FDA WARNING_LETTER - Deggeh Foods, Inc. - January 10, 2022

The FDA inspected Deggeh Foods, Inc. (Bronx, NY) from November 2021 to January 2022, identifying serious violations of the Federal Food, Drug, and Cosmetic Act. Four products (Actibest® Health Plus Capsules, Best Hemorrhoids Rapid Action Herbal Healing Formula, StomachAID capsules, and Moringa Tea Bags) are deemed unapproved new drugs (21 U.S.C. 321(p)) due to disease claims. Three of these (Actibest®, StomachAID, Moringa Tea Bags) are also misbranded drugs (21 U.S.C. 352(f)(1)) for lacking adequate directions for use, requiring professional supervision.

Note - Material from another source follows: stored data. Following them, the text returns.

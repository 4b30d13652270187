//! Error types exposed by the drink review API layer.

use thiserror::Error;

/// Errors surfaced while validating input or communicating with the review API.
#[derive(Debug, Clone, Error, PartialEq, Eq)]
pub enum ReviewError {
    /// No drink identifier was configured.
    #[error("drink identifier is required (use --drink-id or -d)")]
    MissingDrinkId,

    /// The drink identifier was blank after trimming.
    #[error("drink identifier must not be blank")]
    InvalidDrinkId,

    /// The API base URL could not be parsed or cannot carry a path.
    #[error("API base URL is invalid: {0}")]
    InvalidUrl(String),

    /// A star rating outside the accepted range was supplied.
    #[error("rating must be between 1 and 5, got {value}")]
    InvalidRating {
        /// The rejected rating value.
        value: u8,
    },

    /// The review API answered with a non-success status.
    #[error("review API error: {message}")]
    Api {
        /// Status and server-provided detail describing the failure.
        message: String,
    },

    /// Networking failed while calling the review API.
    #[error("network error talking to the review API: {message}")]
    Network {
        /// Transport-level error detail.
        message: String,
    },

    /// A response body could not be decoded.
    #[error("could not decode review API response: {message}")]
    Decode {
        /// Decoder error detail.
        message: String,
    },

    /// Local I/O operation failed.
    #[error("I/O error: {message}")]
    Io {
        /// Error detail from the underlying I/O operation.
        message: String,
    },

    /// Configuration could not be loaded.
    #[error("configuration error: {message}")]
    Configuration {
        /// Details about the configuration failure.
        message: String,
    },
}
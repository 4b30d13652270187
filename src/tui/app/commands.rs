//! Request commands for the review TUI.
//!
//! Each user action that needs the server becomes one asynchronous command.
//! The command times the request, records a telemetry event, and resolves to
//! the success or failure message for the update loop.

use std::any::Any;
use std::future::Future;
use std::sync::Arc;
use std::time::Instant;

use bubbletea_rs::Cmd;

use super::DrinkReviewApp;
use crate::api::{DrinkId, DrinkReviewGateway, ReviewError};
use crate::telemetry::TelemetryEvent;
use crate::tui::messages::{AppMsg, ReviewOperation};

impl DrinkReviewApp {
    /// Builds the command performing `operation` against the gateway.
    ///
    /// `call` receives the gateway and drink identifier and returns the
    /// request future; `on_success` turns its value into the outcome message.
    /// Without a review context no request can be made and the failure is
    /// recorded immediately.
    pub(super) fn request<T, F, Fut, S>(
        &mut self,
        operation: ReviewOperation,
        call: F,
        on_success: S,
    ) -> Option<Cmd>
    where
        T: Send + 'static,
        F: FnOnce(Arc<dyn DrinkReviewGateway>, DrinkId) -> Fut,
        Fut: Future<Output = Result<T, ReviewError>> + Send + 'static,
        S: FnOnce(T) -> AppMsg + Send + 'static,
    {
        let Some(context) = self.context.clone() else {
            self.record_failure(operation, "no review context configured");
            return None;
        };

        tracing::debug!(
            operation = operation.label(),
            drink_id = %context.drink_id(),
            "issuing review request"
        );
        let telemetry = context.telemetry();
        let request = call(context.gateway(), context.drink_id().clone());

        Some(Box::pin(async move {
            let started = Instant::now();
            let result = request.await;
            let latency_ms = u64::try_from(started.elapsed().as_millis()).unwrap_or(u64::MAX);
            telemetry.record(TelemetryEvent::RequestCompleted {
                operation: operation.label().to_owned(),
                latency_ms,
                success: result.is_ok(),
            });

            let msg = match result {
                Ok(value) => on_success(value),
                Err(error) => AppMsg::RequestFailed {
                    operation,
                    detail: error.to_string(),
                },
            };
            Some(Box::new(msg) as Box<dyn Any + Send>)
        }))
    }

    /// Returns the command fetching the drink bundle.
    ///
    /// Used on mount and after a reload.
    pub fn load_command(&mut self) -> Option<Cmd> {
        self.request(
            ReviewOperation::LoadDrink,
            |gateway, drink_id| async move { gateway.drink_bundle(&drink_id).await },
            AppMsg::DrinkLoaded,
        )
    }

    /// Logs a failed operation and switches to the error view.
    pub(super) fn record_failure(&mut self, operation: ReviewOperation, detail: &str) {
        tracing::warn!(
            operation = operation.label(),
            detail,
            "review request failed"
        );
        if operation == ReviewOperation::LoadDrink {
            self.loading = false;
        }
        self.error = Some(operation.failure_message().to_owned());
    }
}
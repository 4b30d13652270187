//! `reqwest` client construction for the review gateway.

use std::time::Duration;

use reqwest::Client;

use crate::api::error::ReviewError;

/// Builds the HTTP client shared by every request of one gateway.
///
/// # Errors
///
/// Returns [`ReviewError::Configuration`] when the TLS backend or client
/// settings cannot be initialised.
pub(super) fn build_http_client(timeout: Duration) -> Result<Client, ReviewError> {
    Client::builder()
        .timeout(timeout)
        .user_agent(concat!(env!("CARGO_PKG_NAME"), "/", env!("CARGO_PKG_VERSION")))
        .build()
        .map_err(|error| ReviewError::Configuration {
            message: format!("failed to configure review API client: {error}"),
        })
}
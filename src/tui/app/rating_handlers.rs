//! Rating handlers for the review TUI.

use bubbletea_rs::Cmd;

use super::DrinkReviewApp;
use crate::api::Rating;
use crate::tui::messages::{AppMsg, ReviewOperation};

impl DrinkReviewApp {
    /// Dispatches rating messages.
    pub(super) fn handle_rating_msg(&mut self, msg: &AppMsg) -> Option<Cmd> {
        match msg {
            AppMsg::SelectRating(value) => {
                self.select_rating(*value);
                None
            }
            AppMsg::SubmitRating => self.handle_submit_rating(),
            _ => {
                // Unreachable: caller filters to rating messages.
                None
            }
        }
    }

    /// Records a pending rating; zero clears it and out-of-range values are
    /// ignored.
    fn select_rating(&mut self, value: u8) {
        if value == 0 {
            self.selected_rating = None;
            return;
        }
        match Rating::new(value) {
            Ok(rating) => self.selected_rating = Some(rating),
            Err(error) => tracing::debug!(%error, "ignoring rating selection"),
        }
    }

    /// Sends the selected rating; does nothing when none is selected.
    fn handle_submit_rating(&mut self) -> Option<Cmd> {
        let rating = self.selected_rating?;
        self.request(
            ReviewOperation::SubmitRating,
            move |gateway, drink_id| async move { gateway.submit_rating(&drink_id, rating).await },
            move |()| AppMsg::RatingSubmitted(rating),
        )
    }

    /// Folds the accepted rating into the local average and clears the
    /// selection.
    ///
    /// The server recomputes the true average; the local copy is only an
    /// approximation until the next load.
    pub(super) fn handle_rating_submitted(&mut self, rating: Rating) -> Option<Cmd> {
        self.average_rating = self.average_rating.approximate_after(rating);
        self.selected_rating = None;
        None
    }
}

The facility also violated Current Good Manufacturing Practice (CGMP) for dietary supplements (21 CFR Part 111), rendering products adulterated. CGMP deficiencies included failure to establish specifications, written procedures for quality control, product complaints, packaging/labeling, traceability, holding/distribution, environmental monitoring, returned products, and cleaning/pest control for the plant and equipment. Additionally, several dietary supplements (StomacAID, Actibest®, Best Hemorrhoids) were misbranded (Section 403) due to numerous labeling non-compliances, such as incorrect nutrition presentation, inaccurate serving sizes, missing net quantity, undeclared ingredients, proprietary blend issues, missing statements of identity, absent manufacturer details, and lack of disclaimers or dual-language repetition. The Moringa Tea Bags product, a conventional food, was also misbranded for improper nutrient content claims, incorrect nutrition format, serving size, and missing business information. The firm must respond within 15 working days with specific corrective actions and documentation to prevent recurrence, or face potential legal action.